Why would different restriction enzymes generate different DNA fragments if they are all cutting the same DNA molecules?

Explanation: Restriction enzymes cut at specific sequences so the same restriction enzyme must be used because it will produce fragments with the same complementary sticky ends, making it possible for bonds to form between them.

Do all restriction enzymes cut DNA at the same recognition?

Each restriction enzyme recognizes just one or a few restriction sites. When it finds its target sequence, a restriction enzyme will make a double-stranded cut in the DNA molecule.

Can you use more than one restriction enzyme to cut DNA?

To be able to clone a DNA insert into a cloning or expression vector, both have to be treated with two restriction enzymes that create compatible ends.

Why do we use two different restriction enzymes?

The use of 2 different enzymes makes self ligation of the vector impossible and makes the insertion unidirectional. Whereas in the case of single digest, selfligation occurs and insertion may occur in both ways. Overall the use of 2 RE increases the probability to get the right construct.

What would happen if we used different restriction enzymes to cut the plasmid and the gene?

Restriction endonuclease identifies and cuts the same pallindromic sequence in both DNA and Vector due to which when they will be mixed , their complementary bases will join and it will form the r-DNA, If both are cut with different RE , then on mixing they wont ligate with each other as their bases will not match.

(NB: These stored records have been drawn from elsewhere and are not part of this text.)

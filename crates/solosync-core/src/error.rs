//! Core error types for solosync-core.
//!
//! Errors split along the lines of what the caller can do about them:
//! load and configuration errors stop a session from starting, API errors
//! surface as status text, and resource errors (wake lock, speech, audio)
//! are logged and swallowed by the component that owns the resource.

use std::collections::BTreeMap;
use std::path::PathBuf;
use thiserror::Error;

/// Core error type for solosync-core.
#[derive(Error, Debug)]
pub enum CoreError {
    /// A session could not be started from the loaded routine
    #[error("Session error: {0}")]
    Session(#[from] SessionError),

    /// Routine fetch failed
    #[error("{0}")]
    Load(#[from] LoadError),

    /// API call failed
    #[error("API error: {0}")]
    Api(#[from] ApiError),

    /// Configuration-related errors
    #[error("Configuration error: {0}")]
    Config(#[from] ConfigError),

    /// Validation errors
    #[error("Validation error: {0}")]
    Validation(#[from] ValidationError),

    /// IO errors
    #[error("IO error: {0}")]
    Io(#[from] std::io::Error),

    /// Serialization/deserialization errors
    #[error("JSON error: {0}")]
    Json(#[from] serde_json::Error),
}

/// Errors raised by the session state machine.
#[derive(Error, Debug, Clone, PartialEq, Eq)]
pub enum SessionError {
    /// The routine cannot be played as configured (e.g. it has no steps).
    #[error("Cannot start: {0}")]
    Configuration(String),
}

/// Routine load failures. Not-found and network are kept apart so the
/// player can word its message accordingly.
#[derive(Error, Debug)]
pub enum LoadError {
    #[error("Routine with ID {routine_id} not found or not assigned to you.")]
    NotFound { routine_id: u64 },

    #[error("Failed to load session details: {0}")]
    Network(String),

    #[error("Session expired, please log in again.")]
    AuthExpired,
}

/// HTTP API errors.
#[derive(Error, Debug)]
pub enum ApiError {
    /// No access token stored
    #[error("Not logged in")]
    NotAuthenticated,

    /// Refresh failed or no refresh token; the user has to log in again
    #[error("Session expired, please log in again")]
    AuthExpired,

    /// Request rejected with 401 after any refresh attempt
    #[error("Unauthorized")]
    Unauthorized,

    /// Server rejected the payload; field → messages
    #[error("{}", format_field_errors(.0))]
    Validation(BTreeMap<String, Vec<String>>),

    /// Any other non-success status
    #[error("API Error: {status}: {message}")]
    Status { status: u16, message: String },

    /// Could not reach the server
    #[error("Network Error: {0}")]
    Network(#[from] reqwest::Error),

    /// Bad base URL or endpoint path
    #[error("Invalid URL: {0}")]
    Url(#[from] url::ParseError),

    /// Token storage failed
    #[error("Token storage error: {0}")]
    TokenStore(String),
}

impl ApiError {
    pub fn status(&self) -> Option<u16> {
        match self {
            ApiError::Status { status, .. } => Some(*status),
            ApiError::Unauthorized => Some(401),
            ApiError::Validation(_) => Some(400),
            ApiError::Network(e) => e.status().map(|s| s.as_u16()),
            _ => None,
        }
    }
}

/// Renders `{field: [errors]}` as one `field: e1, e2` line per field.
pub fn format_field_errors(errors: &BTreeMap<String, Vec<String>>) -> String {
    errors
        .iter()
        .map(|(field, messages)| format!("{field}: {}", messages.join(", ")))
        .collect::<Vec<_>>()
        .join("\n")
}

/// Configuration-specific errors.
#[derive(Error, Debug)]
pub enum ConfigError {
    /// Failed to load configuration
    #[error("Failed to load configuration from {path}: {message}")]
    LoadFailed { path: PathBuf, message: String },

    /// Failed to save configuration
    #[error("Failed to save configuration to {path}: {message}")]
    SaveFailed { path: PathBuf, message: String },

    /// Unknown dot-path key
    #[error("unknown config key: {0}")]
    UnknownKey(String),

    /// Invalid configuration value
    #[error("Invalid configuration value for '{key}': {message}")]
    InvalidValue { key: String, message: String },

    /// No home directory to put the config under
    #[error("Cannot determine configuration directory")]
    NoConfigDir,
}

/// Validation errors.
#[derive(Error, Debug, Clone, PartialEq, Eq)]
pub enum ValidationError {
    /// Out of bounds
    #[error("Value {value} out of range for '{field}' ({min}-{max})")]
    OutOfRange {
        field: String,
        value: i64,
        min: i64,
        max: i64,
    },

    /// Invalid value
    #[error("Invalid value for '{field}': {message}")]
    InvalidValue { field: String, message: String },
}

/// Failures of optional platform resources. Never fatal to a session.
#[derive(Error, Debug, Clone, PartialEq, Eq)]
pub enum ResourceError {
    #[error("wake lock not supported on this platform")]
    WakeLockUnsupported,

    #[error("wake lock request failed: {0}")]
    WakeLock(String),

    #[error("speech synthesis unavailable")]
    SpeechUnavailable,

    #[error("speech failed: {0}")]
    Speech(String),

    #[error("audio output failed: {0}")]
    Audio(String),
}

/// Result type alias for CoreError
pub type Result<T, E = CoreError> = std::result::Result<T, E>;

Why do restriction enzymes not cut bacterial DNA?

A bacterium is immune to its own restriction enzymes, even if it has the target sequences ordinarily targeted by them. This is because the bacterial restriction sites are highly methylated, making them unrecognizable to the restriction enzyme.

What do restriction enzymes cut?

Restriction enzymes cut DNA bonds between 3′ OH of one nucleotide and 5′ phosphate of the next one at the specific restriction site. Adding methyl groups to certain bases at the recognition sites on the bacterial DNA blocks the restriction enzyme to bind and protects the bacterial DNA from being cut by themselves.